Review: The Second Best Exotic Marigold Hotel

March 20, 2015 in News

Starring: Maggie Smith, Richard Gere, Bill Nighy, Judi Dench, Celia Imrie, Dev Patel, Tina Desai, Tamsin Greig, and Penelope Wilton. Directed by John Madden. Rated PG (Mild coarse language and sexual references) 122 min.

This is a British comedy-drama which is a sequel to the popular movie, “The Best Exotic Marigold Hotel” (2012), which was based loosely on the 2004 book, “These Foolish Things” by Deborah Moggach. The original movie took cinema-goers by storm, appealing particularly to those over 41, the ageing, and the elderly. This movie, like the original, was filmed on location in India.

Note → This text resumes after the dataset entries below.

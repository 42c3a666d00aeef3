//! Session configuration.

use crate::error::{SessionError, SessionResult};
use std::env;
use std::time::Duration;

/// Session backend type.
#[derive(Debug, Clone, PartialEq)]
pub enum SessionBackend {
    /// Process-local map
    Memory,
    /// Redis backend
    Redis,
}

/// Session configuration.
#[derive(Debug, Clone)]
pub struct SessionConfig {
    /// Backend type
    pub backend: SessionBackend,
    /// Connection URL (Redis only)
    pub url: String,
    /// Key namespace/prefix
    pub namespace: String,
    /// How long a saved blob lives
    pub ttl: Duration,
}

impl Default for SessionConfig {
    fn default() -> Self {
        Self {
            backend: SessionBackend::Memory,
            url: String::new(),
            namespace: "session".to_string(),
            ttl: Duration::from_secs(86400), // 1 day
        }
    }
}

impl SessionConfig {
    /// In-memory configuration.
    pub fn memory() -> Self {
        Self::default()
    }

    /// Create a Redis session configuration.
    ///
    /// # Examples
    ///
    /// ```
    /// use tessera_session::SessionConfig;
    ///
    /// let config = SessionConfig::redis("redis://localhost:6379").unwrap();
    /// ```
    pub fn redis(url: &str) -> SessionResult<Self> {
        if !url.starts_with("redis://") && !url.starts_with("rediss://") {
            return Err(SessionError::InvalidUrl(
                "Redis URL must start with redis:// or rediss://".to_string(),
            ));
        }

        Ok(Self {
            backend: SessionBackend::Redis,
            url: url.to_string(),
            ..Default::default()
        })
    }

    /// Read `TESSERA_SESSION_URL`, `TESSERA_SESSION_NAMESPACE` and
    /// `TESSERA_SESSION_TTL_SECS`. Without a URL the memory backend is used.
    pub fn from_env() -> SessionResult<Self> {
        let mut config = match env::var("TESSERA_SESSION_URL") {
            Ok(url) => Self::redis(&url)?,
            Err(_) => Self::memory(),
        };

        if let Ok(namespace) = env::var("TESSERA_SESSION_NAMESPACE") {
            config.namespace = namespace;
        }

        if let Ok(ttl) = env::var("TESSERA_SESSION_TTL_SECS") {
            let secs: u64 = ttl
                .parse()
                .map_err(|_| SessionError::Config(format!("invalid TESSERA_SESSION_TTL_SECS: {ttl}")))?;
            config.ttl = Duration::from_secs(secs);
        }

        Ok(config)
    }

    /// Set the key namespace/prefix.
    pub fn with_namespace(mut self, namespace: &str) -> Self {
        self.namespace = namespace.to_string();
        self
    }

    /// Set how long saved blobs live.
    pub fn with_ttl(mut self, ttl: Duration) -> Self {
        self.ttl = ttl;
        self
    }

    /// Storage key of blob `name` for `session_id`.
    pub fn entry_key(&self, session_id: &str, name: &str) -> String {
        format!("{}:{}:{}", self.namespace, session_id, name)
    }

    /// Pattern matching every blob of `session_id`.
    pub fn session_pattern(&self, session_id: &str) -> String {
        format!("{}:{}:*", self.namespace, session_id)
    }
}

#[cfg(test)]
mod tests {
    use super::*;

    #[test]
    fn test_redis_url_validation() {
        assert!(SessionConfig::redis("redis://localhost:6379").is_ok());
        assert!(SessionConfig::redis("rediss://localhost:6379").is_ok());
        assert!(matches!(
            SessionConfig::redis("http://localhost"),
            Err(SessionError::InvalidUrl(_))
        ));
    }

    #[test]
    fn test_keys() {
        let config = SessionConfig::memory().with_namespace("app");
        assert_eq!(config.entry_key("abc", "cart"), "app:abc:cart");
        assert_eq!(config.session_pattern("abc"), "app:abc:*");
    }

    #[test]
    fn test_defaults() {
        let config = SessionConfig::default();
        assert_eq!(config.backend, SessionBackend::Memory);
        assert_eq!(config.ttl, Duration::from_secs(86400));
    }
}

“The Best Exotic Marigold Hotel for the Elderly and Beautiful”, was featured in the 2012 movie, and in this film, is now under the co-management of Muriel (Maggie Smith), who keeps a stern eye on its daily workings. Everyone accepts the hotel’s charms and deficiencies, but it is clearly running down, and out of space. Evelyn (Judi Dench) is still determined and strong-willed, and Muriel is still a little racist. Muriel and Sony (Dev Patel) go off to California in search of funds for a new hotel, and much of the film has the viewer guessing who is the evaluation consultant sent to check things out.

Two additional people, Guy (Richard Gere) and Lavinia (Tamsin Grieg), arrive at the hotel, and their plight as newcomers highlight the deficiencies of the hotel that is still standing.

Sony, who is responsible for the hotel on behalf of his mother, has had the fantasy of establishing “The Second Best Exotic Marigold Hotel” for a long while, but his worries about bringing his dream to fruition are beginning to affect his forthcoming marriage to Sunaina (Tina Desai). She is the love of his life and someone he doesn’t want to lose, and the financing of another hotel is too distracting for him.

With the popularity of the original movie, it was inevitable there would be a sequel. Two good reasons exist for that to have happened. First, the original cast was wonderfully adept at delivering sharp one-liners that made for wonderful comedy. Maggie Smith and Judi Dench were perfect for doing this, and they do it again with additional help from Bill Nighy, Celia Imrie, and Penelope Wilton. The second reason rests in what might be called “The Richard Gere Factor”. Richard Gere has been an icon of romanticism, stemming from his role with Julia Roberts in the 1990 movie, “Pretty Woman”. His appearance in this movie creates an air of irresistible romantic nostalgia that the film milks unashamedly, guaranteeing the movie’s popularity with the very audience that loved the 2012 original.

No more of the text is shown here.